WHAT TO PRODUCE —
Using the records below, transcribe word for word the stretch from the line that contains "interval, and the" through the line that contains "let n = self.cfg.ticks_per_generation();", both end lines included, and nothing else.

RECORDS FOR THIS TASK —
------------------------------------------------------------

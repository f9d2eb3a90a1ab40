use crate::analysis::{
    Analyzer, PopulationAnalyzer, SampledAnalyzer, SampledTimeAveragedAnalyzer,
};
use crate::config::{Config, Schedule};
use crate::data::{RecordWriter, SampleRecord};
use crate::model::SimRng;
use crate::population::Population;
use crate::rules::{InfiniteAllelesMutation, InteractionRule, RuleKind, build_rules};
use crate::topology;
use anyhow::{Context, Result, bail};
use rand::prelude::*;
use rand_distr::Bernoulli;
use std::collections::BTreeMap;

/// Identification of a run, copied into every record.
#[derive(Debug, Clone)]
pub struct RunInfo {
    pub simulation_id: String,
    pub experiment: String,
}

/// Simulation engine.
///
/// Holds the configuration, the population, the interaction rules and the
/// random number generator, and drives the Moran dynamics one tick at a time.
pub struct Engine {
    cfg: Config,
    schedule: Schedule,
    pop: Population,
    rules: BTreeMap<RuleKind, Box<dyn InteractionRule>>,
    innovation: InfiniteAllelesMutation,
    innovation_dist: Bernoulli,
    rng: SimRng,
    seed: u64,
    tick: u64,
}

struct Analyzers {
    population: PopulationAnalyzer,
    sampled: SampledAnalyzer,
    ta_sampled: SampledTimeAveragedAnalyzer,
}

impl Engine {
    /// Create a new `Engine` with a random initial population.
    ///
    /// The random number generator is seeded with the configured seed, or
    /// with one drawn from the OS.
    pub fn new(cfg: Config) -> Result<Self> {
        let schedule = cfg.schedule().context("failed to derive sampling schedule")?;

        let seed = match cfg.seed {
            Some(seed) => seed,
            None => SimRng::try_from_os_rng()?.random(),
        };
        let mut rng = SimRng::seed_from_u64(seed);

        let graph = topology::build_graph(&cfg.population.topology, cfg.population.size, &mut rng)
            .context("failed to build population graph")?;
        let pop = Population::initialize_population(&cfg, topology::adjacency(&graph), &mut rng)
            .context("failed to initialize population")?;

        let rules = build_rules(&cfg).context("failed to build interaction rules")?;
        for agent in pop.agents() {
            if !rules.contains_key(&agent.rule()) {
                bail!("no {:?} rule for agent {}", agent.rule(), agent.id());
            }
        }

        let innovation_dist = Bernoulli::new(cfg.innovation_prob())
            .context("failed to construct innovation distribution")?;

        log::debug!("{schedule:?}");
        log::info!("seed = {seed}");

        Ok(Self {
            cfg,
            schedule,
            pop,
            rules,
            innovation: InfiniteAllelesMutation,
            innovation_dist,
            rng,
            seed,
            tick: 0,
        })
    }

    pub fn seed(&self) -> u64 {
        self.seed
    }

    pub fn tick(&self) -> u64 {
        self.tick
    }

    pub fn population(&self) -> &Population {
        &self.pop
    }

    /// Perform one Moran event and return the new tick.
    pub fn step(&mut self) -> Result<u64> {
        let focal = self.pop.get_random_agent(&mut self.rng);
        let kind = self.pop.agent(focal)?.rule();
        let rule = self
            .rules
            .get(&kind)
            .with_context(|| format!("no {kind:?} rule"))?;
        rule.step(&mut self.pop, focal, self.tick, &mut self.rng)
            .with_context(|| format!("failed to apply {kind:?} rule to agent {focal}"))?;

        if self.innovation_dist.sample(&mut self.rng) {
            self.innovation
                .step(&mut self.pop, focal, self.tick, &mut self.rng)
                .with_context(|| format!("failed to apply innovation to agent {focal}"))?;
        }

        self.tick += 1;
        Ok(self.tick)
    }

    /// Run the simulation to the end tick and write the sample records.
    ///
    /// Intermediate records are written every snapshot interval, and the
    /// final record, with the time averaged statistics, at the end tick.
    pub fn perform_simulation(&mut self, run: &RunInfo, writer: &mut RecordWriter) -> Result<()> {
        let schedule = self.schedule;
        let n = self.cfg.ticks_per_generation();
        let snapshot_every = self.cfg.sampling.snapshot_interval.map(|gens| gens * n);
        let progress_every = (schedule.end_tick / 20).max(1);

        let mut analyzers = Analyzers {
            population: PopulationAnalyzer::new(),
            sampled: SampledAnalyzer::new(&self.cfg.sampling.sample_sizes),
            ta_sampled: SampledTimeAveragedAnalyzer::new(&self.cfg, &schedule)
                .context("failed to construct time averaged analyzer")?,
        };

        while self.tick < schedule.end_tick {
            let tick = self.step().context("failed to perform step")?;

            if analyzers.ta_sampled.time_averaged().is_within_intervals(tick) {
                analyzers
                    .ta_sampled
                    .update(&self.pop, tick, &mut self.rng)
                    .context("failed to update time averaged analyzer")?;
            }

            if tick == schedule.starting_anchor {
                analyzers.population.update(&self.pop, tick, &mut self.rng)?;
                analyzers
                    .population
                    .start_kandler_interval(tick)
                    .context("failed to start trait survival interval")?;
                log::debug!("started trait survival interval at tick {tick}");
            }
            if tick == schedule.ending_anchor {
                analyzers.population.update(&self.pop, tick, &mut self.rng)?;
                analyzers
                    .population
                    .stop_kandler_interval(tick)
                    .context("failed to stop trait survival interval")?;
                log::debug!("stopped trait survival interval at tick {tick}");
            }

            if tick < schedule.end_tick && snapshot_every.is_some_and(|every| tick % every == 0) {
                let record = self
                    .sample_record(run, &mut analyzers)
                    .context("failed to sample population")?;
                writer.write(&record)?;
            }

            if tick % progress_every == 0 {
                let progress = 100.0 * tick as f64 / schedule.end_tick as f64;
                log::info!("completed {progress:06.2}%");
            }
        }

        let record = self
            .final_record(run, &mut analyzers)
            .context("failed to sample final population")?;
        writer.write(&record)?;

        log::info!(
            "finished at tick {} after {} interactions and {} innovations",
            self.tick,
            self.pop.interactions().total,
            self.pop.innovations().total
        );

        Ok(())
    }

    fn sample_record(&mut self, run: &RunInfo, analyzers: &mut Analyzers) -> Result<SampleRecord> {
        let reps = self.cfg.sampling.slatkin_reps;
        let tick = self.tick;

        analyzers.population.update(&self.pop, tick, &mut self.rng)?;
        analyzers.sampled.update(&self.pop, tick, &mut self.rng)?;

        let population = analyzers.population.report(reps, &mut self.rng)?;
        let sampled = analyzers.sampled.report(reps, &mut self.rng)?;
        let kandler = if analyzers.population.has_kandler_survival() {
            Some(analyzers.population.kandler_survival()?.clone())
        } else {
            None
        };

        log::debug!("sampled population at tick {tick}");

        Ok(SampleRecord {
            simulation_id: run.simulation_id.clone(),
            experiment: run.experiment.clone(),
            tick,
            config: self.cfg.clone(),
            population,
            kandler,
            sampled,
            time_averaged: None,
            ta_kandler: None,
            ta_sampled: None,
            ta_sampled_kandler: None,
        })
    }

    fn final_record(&mut self, run: &RunInfo, analyzers: &mut Analyzers) -> Result<SampleRecord> {
        let reps = self.cfg.sampling.slatkin_reps;
        let mut record = self.sample_record(run, analyzers)?;

        let ta_sampled = &mut analyzers.ta_sampled;
        ta_sampled
            .take_sample_snapshot(&mut self.rng)
            .context("failed to sample time averaged windows")?;

        let time_averaged = ta_sampled.time_averaged();
        log::info!(
            "time averaged richness = {:?}",
            time_averaged.get_ta_richness()?
        );
        log::debug!(
            "time averaged frequencies = {:?}",
            time_averaged.get_ta_frequencies()?
        );
        record.time_averaged = Some(time_averaged.report(reps, &mut self.rng)?);
        record.ta_kandler = Some(time_averaged.ta_kandler()?);
        record.ta_sampled = Some(ta_sampled.report(reps, &mut self.rng)?);
        record.ta_sampled_kandler = Some(ta_sampled.ta_sampled_kandler()?);

        log::info!(
            "final richness = {:?}",
            analyzers.population.get_richness()?
        );

        Ok(record)
    }
}

#[cfg(test)]
mod tests {
    use super::*;
    use crate::config::Topology;
    use crate::data::read_records;
    use crate::model::Allele;
    use std::collections::BTreeSet;
    use std::env;

    fn lattice_config() -> Config {
        let mut cfg = Config::for_tests(9, 3, 10);
        cfg.population.topology = Topology::SquareLattice { periodic: false };
        cfg
    }

    #[test]
    fn neutral_run_without_innovation_keeps_initial_alleles() {
        let mut engine = Engine::new(lattice_config()).unwrap();
        for expected in 1..=500 {
            assert_eq!(engine.step().unwrap(), expected);
            let pop = engine.population();
            assert!(
                pop.agents()
                    .iter()
                    .all(|agt| agt.traits().iter().all(|&allele| allele < 10))
            );
            assert!(pop.trait_counts().richness().iter().all(|&r| r <= 9));
        }
        let pop = engine.population();
        assert_eq!(pop.interactions().total, 500);
        assert_eq!(pop.innovations().total, 0);
    }

    #[test]
    fn innovation_adds_new_alleles() {
        let mut cfg = Config::for_tests(9, 1, 3);
        cfg.model.innovation_rate = 18.0;
        let mut engine = Engine::new(cfg).unwrap();

        let alleles = |engine: &Engine| -> BTreeSet<Allele> {
            engine
                .population()
                .agents()
                .iter()
                .map(|agt| agt.trait_at(0))
                .collect()
        };
        let mut seen = alleles(&engine);
        let initial = seen.len();
        for _ in 0..50 {
            engine.step().unwrap();
            let before = seen.len();
            seen.extend(alleles(&engine));
            assert!(seen.len() > before);
        }
        assert_eq!(seen.len(), initial + 50);

        let pop = engine.population();
        assert_eq!(pop.innovations().total, 50);
        let max_allele = pop.agents().iter().map(|agt| agt.trait_at(0)).max().unwrap();
        assert_eq!(max_allele, 3 + 49);
    }

    #[test]
    fn seeded_runs_are_reproducible() {
        let mut a = Engine::new(lattice_config()).unwrap();
        let mut b = Engine::new(lattice_config()).unwrap();
        assert_eq!(a.seed(), b.seed());
        for _ in 0..200 {
            a.step().unwrap();
            b.step().unwrap();
        }
        assert_eq!(a.population().agents(), b.population().agents());
    }

    #[test]
    fn rejects_innovation_probability_above_one() {
        let mut cfg = lattice_config();
        cfg.model.innovation_rate = 100.0;
        assert!(Engine::new(cfg).is_err());
    }

    #[test]
    fn writes_snapshot_and_final_records() {
        let mut cfg = Config::for_tests(4, 2, 3);
        cfg.sampling.end_tick = 100;
        cfg.sampling.sample_sizes = vec![2, 4];
        cfg.sampling.snapshot_interval = Some(5);
        cfg.model.innovation_rate = 0.5;

        let dir = env::temp_dir().join(format!("ctmixtures-engine-{}", std::process::id()));
        std::fs::create_dir_all(&dir).unwrap();
        let file = dir.join("samples.msgpack");

        let run = RunInfo {
            simulation_id: "urn:uuid:engine".to_string(),
            experiment: "engine".to_string(),
        };
        let mut engine = Engine::new(cfg).unwrap();
        let mut writer = RecordWriter::create(&file).unwrap();
        engine.perform_simulation(&run, &mut writer).unwrap();
        assert_eq!(writer.finish().unwrap(), 5);
        assert_eq!(engine.tick(), 100);

        let records = read_records(&file).unwrap();
        let ticks: Vec<_> = records.iter().map(|rec| rec.tick).collect();
        assert_eq!(ticks, vec![20, 40, 60, 80, 100]);
        assert!(records[..4].iter().all(|rec| !rec.is_final()));

        let last = &records[4];
        assert!(last.is_final());
        assert_eq!(last.kandler.as_ref().unwrap().interval, 8);
        assert!(records[0].kandler.is_none());
        assert_eq!(last.sampled.keys().copied().collect::<Vec<_>>(), vec![2, 4]);
        let ta_sampled = last.ta_sampled.as_ref().unwrap();
        assert_eq!(ta_sampled.keys().copied().collect::<Vec<_>>(), vec![1, 2]);
        assert_eq!(last.ta_sampled_kandler.as_ref().unwrap()[&1].len(), 2);

        std::fs::remove_dir_all(&dir).unwrap();
    }
}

------------------------------------------------------------

EXERCISE SOLUTION —
    /// Intermediate records are written every snapshot interval, and the
    /// final record, with the time averaged statistics, at the end tick.
    pub fn perform_simulation(&mut self, run: &RunInfo, writer: &mut RecordWriter) -> Result<()> {
        let schedule = self.schedule;
        let n = self.cfg.ticks_per_generation();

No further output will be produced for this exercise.